The bottom transistor is an NMOS transistor (an N-channel CMOS transistor). It works as a voltage-controlled switch. If the gate (the middle pin) is high (> 1V or so), it acts as if you pressed a push-button. It is ON. Otherwise, it is OFF.

The upper transistor is a PMOS transistor. It works in the opposite way. It is OFF when the gate is HIGH, and ON otherwise.

For the lower logic, the output is connected to ground when the NMOS is ON. It is ON when NOR(d, NOT(e)) = !(d + !e) = !d !!e = !d e = AND(NOT(d), e). I.e., the output is LOW (connected to ground) when the data is LOW and enable is HIGH.

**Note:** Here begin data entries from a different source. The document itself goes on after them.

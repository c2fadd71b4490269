use std::sync::Arc;

use axum::extract::{Request, State};
use axum::middleware::Next;
use axum::response::{IntoResponse, Response};

use super::error::Problem;
use crate::infra::http::API_KEY_HEADER;

/// Rejects requests whose `X-Api-Key` header does not match `expected`.
pub async fn require_api_key(
    State(expected): State<Arc<str>>,
    request: Request,
    next: Next,
) -> Response {
    let authorized = request
        .headers()
        .get(API_KEY_HEADER)
        .and_then(|v| v.to_str().ok())
        .is_some_and(|key| key == &*expected);

    if !authorized {
        tracing::debug!(uri = %request.uri(), "rejected request without valid API key");
        return Problem::unauthorized().into_response();
    }
    next.run(request).await
}
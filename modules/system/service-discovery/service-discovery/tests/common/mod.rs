#![allow(dead_code)]

use std::collections::HashMap;
use std::future::Future;
use std::sync::Arc;
use std::time::Duration;

use httpmock::MockServer;
use service_discovery::{HttpClientConfig, SeaOrmNodesRepository, ServiceDiscoveryConfig};
use service_discovery_sdk::{Node, NodeState, RegisterNodeRequest};
use uuid::Uuid;

pub const API_KEY: &str = "test-key";

pub fn config(interval: Duration, grace: Duration) -> ServiceDiscoveryConfig {
    ServiceDiscoveryConfig {
        api_key: API_KEY.to_owned(),
        eviction_grace: grace,
        healthcheck_interval: interval,
        gateway_workers: 2,
        gateway_queue_size: 8,
        extractor_buffer: 16,
        probe_concurrency: 4,
        http: HttpClientConfig {
            request_timeout: Duration::from_secs(2),
            max_retries: 0,
            retry_backoff: Duration::from_millis(1),
        },
    }
}

pub async fn memory_repo(grace: Duration) -> Arc<SeaOrmNodesRepository> {
    Arc::new(
        SeaOrmNodesRepository::connect("sqlite::memory:", 1, grace)
            .await
            .expect("in-memory sqlite"),
    )
}

/// Node whose endpoints live under `/{host}/` on `server`.
pub fn node_on(server: &MockServer, service: &str, host: &str) -> Node {
    Node {
        id: Uuid::new_v4(),
        hostname: host.to_owned(),
        service_name: service.to_owned(),
        state: NodeState::Up,
        health_endpoint: server.url(format!("/{host}/health")),
        upd_endpoint: server.url(format!("/{host}/updates")),
        meta: HashMap::new(),
    }
}

pub fn register_on(server: &MockServer, service: &str, host: &str) -> RegisterNodeRequest {
    RegisterNodeRequest {
        hostname: host.to_owned(),
        service_name: service.to_owned(),
        health_endpoint: server.url(format!("/{host}/health")),
        upd_endpoint: server.url(format!("/{host}/updates")),
        meta: HashMap::from([("zone".to_owned(), "eu-1".to_owned())]),
    }
}

/// Polls `check` every 10ms until it holds or `timeout` elapses.
pub async fn eventually<F, Fut>(timeout: Duration, mut check: F) -> bool
where
    F: FnMut() -> Fut,
    Fut: Future<Output = bool>,
{
    let deadline = tokio::time::Instant::now() + timeout;
    loop {
        if check().await {
            return true;
        }
        if tokio::time::Instant::now() >= deadline {
            return false;
        }
        tokio::time::sleep(Duration::from_millis(10)).await;
    }
}
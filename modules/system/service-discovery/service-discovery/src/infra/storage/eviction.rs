//! Pending evictions of `Down` nodes.
//!
//! All timers live in a single [`DelayQueue`] driven by one task, instead of
//! one sleeping task per node.

use std::collections::HashMap;
use std::future::poll_fn;
use std::task::{Context, Poll, Waker};
use std::time::Duration;

use parking_lot::Mutex;
use tokio_util::time::DelayQueue;
use tokio_util::time::delay_queue::Key;
use uuid::Uuid;

#[derive(Default)]
struct Inner {
    queue: DelayQueue<Uuid>,
    keys: HashMap<Uuid, Key>,
    idle_waker: Option<Waker>,
}

/// Table of armed eviction timers keyed by node id.
#[derive(Default)]
pub struct EvictionTimers {
    inner: Mutex<Inner>,
}

impl EvictionTimers {
    #[must_use]
    pub fn new() -> Self {
        Self::default()
    }

    /// Arms a timer for `id` firing after `after`, replacing any timer
    /// already armed for it.
    pub fn arm(&self, id: Uuid, after: Duration) {
        let mut inner = self.inner.lock();
        if let Some(old) = inner.keys.remove(&id) {
            inner.queue.try_remove(&old);
        }
        let key = inner.queue.insert(id, after);
        inner.keys.insert(id, key);
        if let Some(waker) = inner.idle_waker.take() {
            waker.wake();
        }
    }

    /// Cancels the timer for `id`. Returns whether one was armed.
    pub fn disarm(&self, id: Uuid) -> bool {
        let mut inner = self.inner.lock();
        match inner.keys.remove(&id) {
            Some(key) => {
                inner.queue.try_remove(&key);
                true
            }
            None => false,
        }
    }

    #[must_use]
    pub fn is_armed(&self, id: Uuid) -> bool {
        self.inner.lock().keys.contains_key(&id)
    }

    #[must_use]
    pub fn len(&self) -> usize {
        self.inner.lock().keys.len()
    }

    #[must_use]
    pub fn is_empty(&self) -> bool {
        self.len() == 0
    }

    /// Drops every armed timer.
    pub fn clear(&self) {
        let mut inner = self.inner.lock();
        inner.queue.clear();
        inner.keys.clear();
    }

    /// Waits for the next timer to fire and returns its node id. The timer is
    /// no longer armed once returned.
    pub async fn next_expired(&self) -> Uuid {
        poll_fn(|cx| self.poll_expired(cx)).await
    }

    fn poll_expired(&self, cx: &mut Context<'_>) -> Poll<Uuid> {
        let mut inner = self.inner.lock();
        match inner.queue.poll_expired(cx) {
            Poll::Ready(Some(expired)) => {
                let id = expired.into_inner();
                inner.keys.remove(&id);
                Poll::Ready(id)
            }
            Poll::Ready(None) => {
                inner.idle_waker = Some(cx.waker().clone());
                Poll::Pending
            }
            Poll::Pending => Poll::Pending,
        }
    }
}
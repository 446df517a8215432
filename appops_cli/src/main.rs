use anyhow::{Context, Result};
use appops_cli::config::{AppConfig, ConfigManager, get_config};
use appops_cli::error::CliError;
use appops_cli::orchestrators::{
    CheckinArgs, CheckoutArgs, DeployArgs, DeployOrchestrator, InstanceOrchestrator, ManageArgs,
    OrchestratorContext, VersioningOrchestrator,
};
use appops_cli::output::OutputFormat;
use appops_cli::progress::ProgressHandle;
use appops_cli::terminal;
use clap::{CommandFactory, Parser, Subcommand};
use clap_complete::{Shell, generate};
use colored::*;
use std::collections::BTreeMap;

#[derive(Parser)]
#[command(name = "appops")]
#[command(author, version, about = "AppOps - Managed instance, versioning and deployment control", long_about = None)]
struct Cli {
    /// Enable debug logging
    #[arg(short, long, global = true)]
    debug: bool,

    /// Print machine-readable JSON
    #[arg(long, global = true)]
    json: bool,

    /// Org alias from the configuration (defaults to `default_org`)
    #[arg(short = 'u', long = "target-org", global = true, value_name = "ALIAS")]
    target_org: Option<String>,

    #[command(subcommand)]
    command: Commands,
}

#[derive(Subcommand)]
enum Commands {
    /// List managed instances
    Instances {
        /// Print every instance instead of a count
        #[arg(long)]
        print: bool,
    },

    /// Bring the target org under management
    Manage {
        /// Enable version control for the instance
        #[arg(long = "version", id = "versioning")]
        versioning: bool,

        /// Commit message for the initial version control commit
        #[arg(long, value_name = "MESSAGE")]
        commit_message: Option<String>,

        /// Version control access token
        #[arg(long, value_name = "TOKEN")]
        token: Option<String>,

        /// Name for the connection record created for the org
        #[arg(long)]
        label: Option<String>,
    },

    /// Remove an instance from management
    Unmanage {
        /// Managed instance ID (defaults to the target org's instance)
        #[arg(short = 'i', long = "instance", value_name = "ID")]
        instance: Option<String>,
    },

    /// Commit instance data to version control
    Checkin {
        /// Managed instance ID (defaults to the target org's instance)
        #[arg(short = 'i', long = "instance", value_name = "ID")]
        instance: Option<String>,

        /// Data set name or ID
        #[arg(long)]
        dataset: Option<String>,

        /// Deployment plan name or ID
        #[arg(long)]
        plan: Option<String>,

        /// Branch to commit to
        #[arg(long)]
        branch: Option<String>,

        /// Commit message
        #[arg(short, long)]
        message: Option<String>,

        /// Version control access token
        #[arg(long, value_name = "TOKEN")]
        token: Option<String>,

        /// Wait for the job to complete
        #[arg(long)]
        wait: bool,
    },

    /// Restore instance data from version control
    Checkout {
        /// Managed instance ID (defaults to the target org's instance)
        #[arg(short = 'i', long = "instance", value_name = "ID")]
        instance: Option<String>,

        /// Deactivate all triggers and events during the checkout
        #[arg(long)]
        deactivate: bool,

        /// Wait for the job to complete
        #[arg(long)]
        wait: bool,
    },

    /// Deploy a data set or deployment plan between instances
    Deploy {
        /// Deployment name
        #[arg(long)]
        name: Option<String>,

        /// Deployment notes
        #[arg(long)]
        notes: Option<String>,

        /// Source managed instance ID
        #[arg(long, value_name = "ID")]
        source: Option<String>,

        /// Destination managed instance ID
        #[arg(long, value_name = "ID")]
        destination: Option<String>,

        /// Data set name or ID
        #[arg(long)]
        dataset: Option<String>,

        /// Deployment plan name or ID
        #[arg(long)]
        plan: Option<String>,

        /// Name for connection records created while provisioning
        #[arg(long)]
        label: Option<String>,

        /// Deactivate all triggers and events during the deployment
        #[arg(long)]
        deactivate: bool,

        /// Run without committing any data
        #[arg(long)]
        simulation: bool,

        /// Query filter applied to the deployed records
        #[arg(long)]
        filter: Option<String>,
    },

    /// Manage configuration
    Config {
        #[command(subcommand)]
        command: ConfigCommand,
    },

    /// Generate shell completions
    Completions {
        /// Shell to generate completions for
        #[arg(value_enum)]
        shell: clap_complete::Shell,
    },
}

#[derive(Subcommand)]
enum ConfigCommand {
    /// Get a configuration value
    Get {
        /// Configuration key (e.g., client.job_poll_max_attempts)
        key: String,
    },

    /// Set a configuration value
    Set {
        /// Configuration key (e.g., hub.instance_url)
        key: String,

        /// Value to set
        value: String,
    },

    /// List all configuration values
    List,
}

#[tokio::main]
async fn main() {
    let cli = Cli::parse();
    let debug = cli.debug;

    // Initialize logging based on debug flag
    if debug {
        env_logger::Builder::from_env(env_logger::Env::default())
            .filter_level(log::LevelFilter::Debug)
            .filter_module("appops_client_core", log::LevelFilter::Debug)
            .filter_module("appops_cli", log::LevelFilter::Debug)
            .format_timestamp_millis()
            .init();
        eprintln!("Debug logging enabled");
    } else {
        env_logger::Builder::from_env(env_logger::Env::default().default_filter_or("warn")).init();
    }

    if let Err(error) = run(cli).await {
        let error = CliError::from(error);
        eprint!("{}", error.format_for_user(debug));
        std::process::exit(error.exit_code() as i32);
    }
}

async fn run(cli: Cli) -> Result<()> {
    let format = OutputFormat::from_flag(cli.json);

    let command = match cli.command {
        Commands::Config { command } => return config_command(command),
        Commands::Completions { shell } => {
            generate_completions(shell);
            return Ok(());
        }
        other => other,
    };

    // Argument preconditions are checked before touching configuration
    if let Commands::Deploy {
        dataset, plan, ..
    } = &command
    {
        DeployArgs {
            dataset: dataset.clone(),
            plan: plan.clone(),
            ..Default::default()
        }
        .validate()?;
    }

    let config = get_config().context("Failed to load configuration")?;
    if !terminal::color_enabled(config.output.color_enabled) {
        colored::control::set_override(false);
    }
    let show_progress = format == OutputFormat::Text
        && config.output.progress_enabled
        && terminal::should_show_progress_by_default();
    let use_color = terminal::color_enabled(config.output.color_enabled);

    let progress = ProgressHandle::start(show_progress);
    let result = execute(command, cli.target_org, config, format, use_color, &progress).await;
    progress.finish().await;

    println!("{}", result?.trim_end());
    Ok(())
}

async fn execute(
    command: Commands,
    target_org: Option<String>,
    config: AppConfig,
    format: OutputFormat,
    use_color: bool,
    progress: &ProgressHandle,
) -> Result<String> {
    let ctx = OrchestratorContext::connect(config, progress.provider())?;
    let formatter = format.formatter(use_color);

    match command {
        Commands::Instances { print } => {
            let instances = InstanceOrchestrator::new(&ctx).list().await?;
            formatter.format_instances(&instances, print)
        }
        Commands::Manage {
            versioning,
            commit_message,
            token,
            label,
        } => {
            let args = ManageArgs {
                target_org,
                versioning,
                commit_message,
                vcs_token: token,
                label,
            };
            let instance = InstanceOrchestrator::new(&ctx).manage(&args).await?;
            formatter.format_instance(&instance)
        }
        Commands::Unmanage { instance } => {
            let removed = InstanceOrchestrator::new(&ctx)
                .unmanage(instance.as_deref(), target_org.as_deref())
                .await?;
            formatter.format_removed(&removed)
        }
        Commands::Checkin {
            instance,
            dataset,
            plan,
            branch,
            message,
            token,
            wait,
        } => {
            let args = CheckinArgs {
                instance_id: instance,
                target_org,
                dataset,
                plan,
                branch,
                message,
                vcs_token: token,
                wait,
            };
            let outcome = VersioningOrchestrator::new(&ctx).checkin(&args).await?;
            formatter.format_job(&outcome)
        }
        Commands::Checkout {
            instance,
            deactivate,
            wait,
        } => {
            let args = CheckoutArgs {
                instance_id: instance,
                target_org,
                deactivate_all: deactivate,
                wait,
            };
            let outcome = VersioningOrchestrator::new(&ctx).checkout(&args).await?;
            formatter.format_job(&outcome)
        }
        Commands::Deploy {
            name,
            notes,
            source,
            destination,
            dataset,
            plan,
            label,
            deactivate,
            simulation,
            filter,
        } => {
            let args = DeployArgs {
                name,
                notes,
                source,
                destination,
                dataset,
                plan,
                label,
                deactivate,
                simulation,
                filter,
                target_org,
            };
            let outcome = DeployOrchestrator::new(&ctx).deploy(&args).await?;
            formatter.format_job(&outcome)
        }
        Commands::Config { .. } | Commands::Completions { .. } => {
            anyhow::bail!("Command does not use the control plane")
        }
    }
}

fn config_command(command: ConfigCommand) -> Result<()> {
    let mut manager = ConfigManager::new();

    match command {
        ConfigCommand::Get { key } => {
            println!("{}", manager.get(&key)?);
        }
        ConfigCommand::Set { key, value } => {
            manager.set(&key, &value)?;
            eprintln!("{}", format!("Set {key}").green());
            eprintln!(
                "Configuration saved to: {}",
                manager.get_config_path().display()
            );
        }
        ConfigCommand::List => {
            let items = manager.list()?;
            eprintln!("{}", "Configuration:".bold().blue());
            eprintln!("Config file: {}", manager.get_config_path().display());
            eprintln!();

            // Group items by section
            let mut sections: BTreeMap<String, Vec<(String, String)>> = BTreeMap::new();
            for (key, value) in items {
                let (section, display_key) = match key.split_once('.') {
                    Some((section, rest)) => (section.to_string(), rest.to_string()),
                    None => ("general".to_string(), key),
                };
                sections
                    .entry(section)
                    .or_default()
                    .push((display_key, value));
            }

            for (section, items) in sections {
                eprintln!("[{}]", section.yellow());
                for (key, value) in items {
                    eprintln!("  {} = {}", key.cyan(), value);
                }
                eprintln!();
            }
        }
    }

    Ok(())
}

fn generate_completions(shell: Shell) {
    let mut cmd = Cli::command();
    let name = cmd.get_name().to_string();

    generate(shell, &mut cmd, name, &mut std::io::stdout());
}
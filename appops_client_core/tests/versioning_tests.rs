//! Checkin and checkout job submission

mod common;

use appops_client_core::error::ResolutionError;
use appops_client_core::model::connection::OBJECT;
use appops_client_core::{CheckinParams, CheckoutParams, Error, InstanceTarget, OrgSession};
use appops_test_utils::{MockOrgSession, builders};
use common::Fixture;
use serde_json::json;
use std::sync::Arc;

fn by_id(id: &str) -> Option<InstanceTarget> {
    Some(InstanceTarget::Id(id.to_string()))
}

#[tokio::test]
async fn test_checkin_by_instance_id_skips_lookup() {
    // Arrange
    let fixture = Fixture::new();
    fixture.hub.script_submission("job-ci");
    let params = CheckinParams {
        target: by_id("inst-1"),
        branch: Some("feature/accounts".to_string()),
        commit_message: Some("Sync accounts".to_string()),
        vcs_token: Some("ghp_token".to_string()),
        ..Default::default()
    };

    // Act
    let job_id = fixture.versioning().checkin(&params).await.unwrap();

    // Assert
    assert_eq!(job_id, "job-ci");
    let requests = fixture.hub.requests();
    assert_eq!(requests.len(), 1);
    assert_eq!(requests[0].path, "/instances/inst-1/checkin");
    assert_eq!(requests[0].header("vcs-access-token"), Some("ghp_token"));
    assert_eq!(
        requests[0].body,
        Some(json!({
            "branchName": "feature/accounts",
            "options": {"commitMessage": "Sync accounts"}
        }))
    );
}

#[tokio::test]
async fn test_checkin_resolves_dataset() {
    let fixture = Fixture::new();
    let dataset_id = fixture
        .hub
        .add_record("PDRI__DataSet__c", builders::named_record("Accounts"));
    let params = CheckinParams {
        target: by_id("inst-1"),
        dataset: Some("Accounts".to_string()),
        ..Default::default()
    };

    fixture.versioning().checkin(&params).await.unwrap();

    let body = fixture.hub.submissions()[0].body.clone().unwrap();
    assert_eq!(body["datasetId"], dataset_id.as_str());
}

#[tokio::test]
async fn test_checkin_with_dataset_and_plan_is_rejected() {
    let fixture = Fixture::new();
    let params = CheckinParams {
        target: by_id("inst-1"),
        dataset: Some("Accounts".to_string()),
        plan: Some("Release".to_string()),
        ..Default::default()
    };

    let result = fixture.versioning().checkin(&params).await;

    assert!(result.unwrap_err().is_precondition());
    assert!(fixture.hub.requests().is_empty());
}

#[tokio::test]
async fn test_checkin_by_org_refreshes_connection() {
    // Arrange
    let fixture = Fixture::new();
    let connection_id = fixture
        .hub
        .add_record(OBJECT, builders::connection_record("00D1", "Tenant"));
    fixture
        .hub
        .add_instance(builders::instance_with_connection("00D1", "inst-1", &connection_id));
    let session = Arc::new(MockOrgSession::new("00D1"));
    let params = CheckinParams {
        target: Some(InstanceTarget::Org(session.clone())),
        ..Default::default()
    };

    // Act
    fixture.versioning().checkin(&params).await.unwrap();

    // Assert
    assert_eq!(session.refresh_count(), 1);
    let (_, id, fields) = &fixture.hub.updates()[0];
    assert_eq!(id, &connection_id);
    assert_eq!(fields["PDRI__Access_Token__c"], "token-1");
    assert_eq!(
        fixture.hub.submissions()[0].path,
        "/instances/inst-1/checkin"
    );
}

#[tokio::test]
async fn test_checkin_for_unmanaged_org_fails() {
    let fixture = Fixture::new();
    let session: Arc<dyn OrgSession> = Arc::new(MockOrgSession::new("00D2"));
    let params = CheckinParams {
        target: Some(InstanceTarget::Org(session)),
        ..Default::default()
    };

    let result = fixture.versioning().checkin(&params).await;

    assert!(matches!(
        result,
        Err(Error::Resolution(ResolutionError::InstanceNotFound { .. }))
    ));
    assert!(fixture.hub.submissions().is_empty());
}

#[tokio::test]
async fn test_checkout_sends_deactivate_flag() {
    let fixture = Fixture::new();
    let params = CheckoutParams {
        target: by_id("inst-1"),
        deactivate_all: true,
    };

    fixture.versioning().checkout(&params).await.unwrap();

    let request = &fixture.hub.submissions()[0];
    assert_eq!(request.path, "/instances/inst-1/checkout");
    assert_eq!(request.body, Some(json!({"deactivateAll": true})));
}

#[tokio::test]
async fn test_checkout_without_target_is_rejected() {
    let fixture = Fixture::new();

    let result = fixture
        .versioning()
        .checkout(&CheckoutParams::default())
        .await;

    assert!(result.unwrap_err().is_precondition());
}
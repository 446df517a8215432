//! Common test utilities for integration tests
//!
//! Wires the orchestration services to a shared in-memory control plane
//! with poll intervals short enough for tests.

#![allow(dead_code)]

use appops_client_core::{
    ControlPlaneApi, DeploymentOrchestrator, EntityLookup, HubClient, InstanceResolver,
    JobSubmitter, PollPolicy, VersioningService,
};
use appops_test_utils::MockHubClient;
use std::sync::Arc;
use std::time::Duration;

pub const HUB_ORG: &str = "00DHUB000000001";

/// Poll policy with a 1 ms interval
pub fn fast_policy(max_attempts: u32) -> PollPolicy {
    PollPolicy::new(Duration::from_millis(1), max_attempts)
}

pub struct Fixture {
    pub hub: Arc<MockHubClient>,
}

impl Fixture {
    pub fn new() -> Self {
        Self {
            hub: Arc::new(MockHubClient::new(HUB_ORG)),
        }
    }

    pub fn dyn_hub(&self) -> Arc<dyn HubClient> {
        self.hub.clone()
    }

    pub fn api(&self) -> ControlPlaneApi {
        ControlPlaneApi::new(self.dyn_hub())
    }

    pub fn jobs(&self) -> JobSubmitter {
        JobSubmitter::new(self.api())
    }

    pub fn lookup(&self) -> EntityLookup {
        EntityLookup::new(self.dyn_hub())
    }

    pub fn instances(&self) -> Arc<InstanceResolver> {
        Arc::new(InstanceResolver::new(self.api()).with_manage_policy(fast_policy(10)))
    }

    pub fn deployer(&self) -> DeploymentOrchestrator {
        DeploymentOrchestrator::new(self.dyn_hub(), self.instances(), self.lookup(), self.jobs())
    }

    pub fn versioning(&self) -> VersioningService {
        VersioningService::new(self.instances(), self.lookup(), self.jobs())
    }
}
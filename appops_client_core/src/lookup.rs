//! Resolution of data sets, deployment plans and connections by ID or name

use crate::error::{ResolutionError, Result};
use crate::hub::{HubClient, RecordQuery};
use crate::identifier::RecordIdentifier;
use crate::model::EntityKind;
use crate::model::connection::{FIELD_ACTIVE, FIELD_ID, FIELD_LAST_MODIFIED, FIELD_NAME};
use log::debug;
use std::sync::Arc;

#[derive(Clone)]
pub struct EntityLookup {
    hub: Arc<dyn HubClient>,
}

impl EntityLookup {
    pub fn new(hub: Arc<dyn HubClient>) -> Self {
        Self { hub }
    }

    /// Build the lookup query for an identifier of the given kind
    pub fn query_for(identifier: &RecordIdentifier, kind: EntityKind) -> RecordQuery {
        let mut query = RecordQuery::select(kind.object_name(), &[FIELD_ID, FIELD_NAME]);
        if kind.active_only() {
            query = query.where_eq(FIELD_ACTIVE, true);
        }

        query
            .where_eq(identifier.field(), identifier.value())
            .order_by_desc(FIELD_LAST_MODIFIED)
            .limit(1)
    }

    /// Resolve an identifier to a record ID
    ///
    /// When several records share a name the most recently modified wins.
    pub async fn resolve_entity_id(&self, identifier: &str, kind: EntityKind) -> Result<String> {
        let classified = RecordIdentifier::classify(identifier);
        let query = Self::query_for(&classified, kind);

        let rows = self.hub.query(&query).await?;
        let id = rows
            .into_iter()
            .next()
            .and_then(|row| row.get(FIELD_ID).and_then(|v| v.as_str()).map(str::to_string))
            .ok_or_else(|| ResolutionError::entity_not_found(identifier, kind))?;

        debug!("Resolved {kind} '{identifier}' to {id}");
        Ok(id)
    }
}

For the upper logic, the output is connected to VDD (HIGH) when the PMOS is ON. It's ON when the gate is LOW. The input is NAND(d, e) = !(de). So, it is ON when both data is HIGH and enable is HIGH.

So, as far as I can see:

| enable | data | output |
|   L    |   L  |   Z    |
|   L    |   H  |   Z    |
|   H    |   L  |   L    |
|   H    |   H  |   H    |

Notice the Z output. When the enable-pin is low, the output pin is not connected to anything, i.e. it is floating.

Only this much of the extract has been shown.